Sunday, November 2, 2014

Wake me up

Stevie,

Its November...this is when we found out the cancer was back and this time it would take you away from us.  You knew.  You were afraid, I was afraid, it all happened so fast, It was our last Thanksgiving.

This has been a sad couple weeks I have been missing you so very much.  There is just so much I wish you were here for.  I wish you knew Elliott, I wish you could listen to Noah sing, I wish you were sitting next to me helping me plan Thanksgiving dinner, we always did it together.

I wish so many things...

I love you Stevie.

Nothing is the same.

I stay busy, I am always busy, I can't be still, can't be without a project, a goal, something that needs doing.  If I am still or quiet I am flooded with the reality that you are not here anymore.  I still look for signs, I still keep the window open, seven cold winters that damn thing has been open, fly in and take me on an awfully big adventure already.  You don't come to me in dreams very often anymore, when you do it feels like a Christmas present.

I look for you everywhere and in everything and I find you over and over then you fade away again.

I have not been to the cemetery in a long time, I need to go, need to lay down on the grass above you, be close to your body, look up at the sky and talk to you.  There is a peace there, all those people, all that love.  I don't know why people are afraid of graveyards they are beautiful, sad, but there are so many stories there I can feel them when I go.  I wish each grave site had a book or a video and I could know those stories, instead I walk around pick up dead leaves, replace flowers, and read the dates on headstones.  The garden we buried you in was almost empty seven years ago now you are surrounded by so many people, do people look at your headstone read your dates, your name and wonder what happened to a 19 year old girl.  Maybe they think you were in a car accident or died in some tragic teenage way instead of how you did leave...cancer.

I try to imagine you as a grown up, in your own apartment, your own friends, me calling and bugging you all the time because I miss you, but you are busy with your life, work, school, friends, research, cooking, going to concerts...I am sad but happy too, the hope is that your children will outgrow you and be so happy that they don't "need" you anymore.  It's bittersweet.

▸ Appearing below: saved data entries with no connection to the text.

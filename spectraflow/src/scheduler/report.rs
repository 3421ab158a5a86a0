//! Run reports.

use crate::core::{Artifact, Bindings, InstanceStatus};
use crate::errors::InstanceFailure;
use crate::graph::{InstanceId, UnresolvedReason};
use chrono::{DateTime, Utc};
use serde::{Deserialize, Serialize};
use std::fmt;
use uuid::Uuid;

/// Why an instance never ran.
#[derive(Debug, Clone, PartialEq, Eq, Serialize, Deserialize)]
#[serde(tag = "cause", rename_all = "snake_case")]
pub enum SkipCause {
    /// The instance was excluded by validation.
    Unresolvable {
        /// Validation reasons.
        reasons: Vec<UnresolvedReason>,
    },
    /// A required producer failed or was skipped.
    ProducerDidNotSucceed {
        /// Producer instance key.
        producer: String,
        /// Producer instance id.
        producer_id: InstanceId,
        /// The producer's final status.
        status: InstanceStatus,
    },
    /// The run was cancelled first.
    Cancelled {
        /// Cancellation reason.
        reason: String,
    },
}

impl fmt::Display for SkipCause {
    fn fmt(&self, f: &mut fmt::Formatter<'_>) -> fmt::Result {
        match self {
            Self::Unresolvable { reasons } => {
                let reasons: Vec<String> = reasons.iter().map(ToString::to_string).collect();
                write!(f, "unresolvable: {}", reasons.join("; "))
            }
            Self::ProducerDidNotSucceed {
                producer, status, ..
            } => write!(f, "required producer '{producer}' {status}"),
            Self::Cancelled { reason } => write!(f, "cancelled: {reason}"),
        }
    }
}

/// The final state of one instance.
#[derive(Debug, Clone, PartialEq, Eq, Serialize, Deserialize)]
pub struct InstanceOutcome {
    /// Instance id.
    pub id: InstanceId,
    /// Instance key.
    pub key: String,
    /// Stage name.
    pub stage: String,
    /// Parameter bindings.
    pub bindings: Bindings,
    /// Final status.
    pub status: InstanceStatus,
    /// Planned batch; `None` for excluded instances.
    pub batch: Option<usize>,
    /// Failure detail for failed or unresolvable instances.
    #[serde(default, skip_serializing_if = "Option::is_none")]
    pub failure: Option<InstanceFailure>,
    /// Why the instance was skipped.
    #[serde(default, skip_serializing_if = "Option::is_none")]
    pub skip_cause: Option<SkipCause>,
    /// Optional slots passed to the executor as missing.
    #[serde(default, skip_serializing_if = "Vec::is_empty")]
    pub missing_optional: Vec<String>,
    /// Artifacts the executor reported.
    #[serde(default, skip_serializing_if = "Vec::is_empty")]
    pub produced: Vec<Artifact>,
    /// Time spent in the executor.
    pub duration_ms: u64,
}

/// Instance counts by final status.
#[derive(Debug, Clone, Copy, Default, PartialEq, Eq, Serialize, Deserialize)]
pub struct RunSummary {
    /// Total instances.
    pub total: usize,
    /// Succeeded instances.
    pub succeeded: usize,
    /// Failed instances.
    pub failed: usize,
    /// Skipped instances.
    pub skipped: usize,
}

impl fmt::Display for RunSummary {
    fn fmt(&self, f: &mut fmt::Formatter<'_>) -> fmt::Result {
        write!(
            f,
            "{} instances: {} succeeded, {} failed, {} skipped",
            self.total, self.succeeded, self.failed, self.skipped
        )
    }
}

/// The result of one run.
#[derive(Debug, Clone, PartialEq, Eq, Serialize, Deserialize)]
pub struct RunReport {
    /// Run id.
    pub run_id: Uuid,
    /// Fingerprint of the executed graph.
    pub fingerprint: String,
    /// When execution started.
    pub started_at: DateTime<Utc>,
    /// When execution finished.
    pub finished_at: DateTime<Utc>,
    /// Wall-clock duration.
    pub duration_ms: u64,
    /// Cancellation reason, if the run was cancelled.
    #[serde(default, skip_serializing_if = "Option::is_none")]
    pub cancelled: Option<String>,
    /// One outcome per instance, in instance id order.
    pub outcomes: Vec<InstanceOutcome>,
}

impl RunReport {
    fn with_status(&self, status: InstanceStatus) -> Vec<&InstanceOutcome> {
        self.outcomes.iter().filter(|o| o.status == status).collect()
    }

    /// Succeeded instances.
    #[must_use]
    pub fn succeeded(&self) -> Vec<&InstanceOutcome> {
        self.with_status(InstanceStatus::Succeeded)
    }

    /// Failed instances.
    #[must_use]
    pub fn failed(&self) -> Vec<&InstanceOutcome> {
        self.with_status(InstanceStatus::Failed)
    }

    /// Skipped instances.
    #[must_use]
    pub fn skipped(&self) -> Vec<&InstanceOutcome> {
        self.with_status(InstanceStatus::Skipped)
    }

    /// Looks up an instance by key.
    #[must_use]
    pub fn outcome(&self, key: &str) -> Option<&InstanceOutcome> {
        self.outcomes.iter().find(|o| o.key == key)
    }

    /// Counts by status.
    #[must_use]
    pub fn summary(&self) -> RunSummary {
        RunSummary {
            total: self.outcomes.len(),
            succeeded: self.succeeded().len(),
            failed: self.failed().len(),
            skipped: self.skipped().len(),
        }
    }

    /// Returns true if every instance succeeded.
    #[must_use]
    pub fn is_success(&self) -> bool {
        self.outcomes
            .iter()
            .all(|o| o.status == InstanceStatus::Succeeded)
    }

    /// Process exit code: 0 on full success, 1 otherwise.
    #[must_use]
    pub fn exit_code(&self) -> i32 {
        i32::from(!self.is_success())
    }

    /// Walks a skipped instance back through its skipped producers.
    ///
    /// The chain starts at `key` and ends at the instance that originated
    /// the skip: a failed producer, an unresolvable instance, or an instance
    /// skipped by cancellation. Empty if `key` is unknown.
    #[must_use]
    pub fn causal_chain(&self, key: &str) -> Vec<&InstanceOutcome> {
        let mut chain = Vec::new();
        let mut current = self.outcome(key);
        while let Some(outcome) = current {
            if chain.iter().any(|o: &&InstanceOutcome| o.id == outcome.id) {
                break;
            }
            chain.push(outcome);
            current = match &outcome.skip_cause {
                Some(SkipCause::ProducerDidNotSucceed { producer_id, .. }) => {
                    self.outcomes.get(producer_id.0).filter(|o| o.id == *producer_id)
                }
                _ => None,
            };
        }
        chain
    }
}

#[cfg(test)]
mod tests {
    use super::*;
    use pretty_assertions::assert_eq;

    fn outcome(id: usize, key: &str, status: InstanceStatus) -> InstanceOutcome {
        InstanceOutcome {
            id: InstanceId(id),
            key: key.to_string(),
            stage: key.to_string(),
            bindings: Bindings::new(),
            status,
            batch: Some(id),
            failure: None,
            skip_cause: None,
            missing_optional: Vec::new(),
            produced: Vec::new(),
            duration_ms: 0,
        }
    }

    fn skipped_by(id: usize, key: &str, producer: &InstanceOutcome) -> InstanceOutcome {
        InstanceOutcome {
            skip_cause: Some(SkipCause::ProducerDidNotSucceed {
                producer: producer.key.clone(),
                producer_id: producer.id,
                status: producer.status,
            }),
            ..outcome(id, key, InstanceStatus::Skipped)
        }
    }

    fn report(outcomes: Vec<InstanceOutcome>) -> RunReport {
        RunReport {
            run_id: Uuid::nil(),
            fingerprint: String::new(),
            started_at: Utc::now(),
            finished_at: Utc::now(),
            duration_ms: 0,
            cancelled: None,
            outcomes,
        }
    }

    #[test]
    fn test_causal_chain_reaches_the_failure() {
        let ingest = outcome(0, "ingest", InstanceStatus::Failed);
        let reinterpolate = skipped_by(1, "reinterpolate", &ingest);
        let stack = skipped_by(2, "stack", &reinterpolate);
        let report = report(vec![ingest, reinterpolate, stack]);

        let chain: Vec<&str> = report
            .causal_chain("stack")
            .iter()
            .map(|o| o.key.as_str())
            .collect();
        assert_eq!(chain, ["stack", "reinterpolate", "ingest"]);
        assert!(report.causal_chain("unknown").is_empty());
    }

    #[test]
    fn test_summary_and_exit_code() {
        let ok = report(vec![outcome(0, "a", InstanceStatus::Succeeded)]);
        assert_eq!(ok.exit_code(), 0);

        let failed = outcome(0, "a", InstanceStatus::Failed);
        let skipped = skipped_by(1, "b", &failed);
        let report = report(vec![failed, skipped, outcome(2, "c", InstanceStatus::Succeeded)]);
        assert_eq!(report.exit_code(), 1);
        assert_eq!(
            report.summary().to_string(),
            "3 instances: 1 succeeded, 1 failed, 1 skipped"
        );
    }

    #[test]
    fn test_skip_cause_serialization() {
        let cause = SkipCause::Cancelled {
            reason: "ctrl-c".to_string(),
        };
        let json = serde_json::to_value(&cause).unwrap();
        assert_eq!(json["cause"], "cancelled");
        assert_eq!(cause.to_string(), "cancelled: ctrl-c");
    }
}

I try to tell myself that is all this is, you are happy doing the next thing, you outgrew me, this life, your body and now you don't need me and that's OK.  I just wish I could pick up the phone and tell you something silly or listen to you tell me about all the things you are doing.

Your brother is a beautiful soul, he is trying so hard to make you proud, to do all the things you didn't get a chance to do, to make the most of his life, he is spectacular, he squeezes the hell out of my heart.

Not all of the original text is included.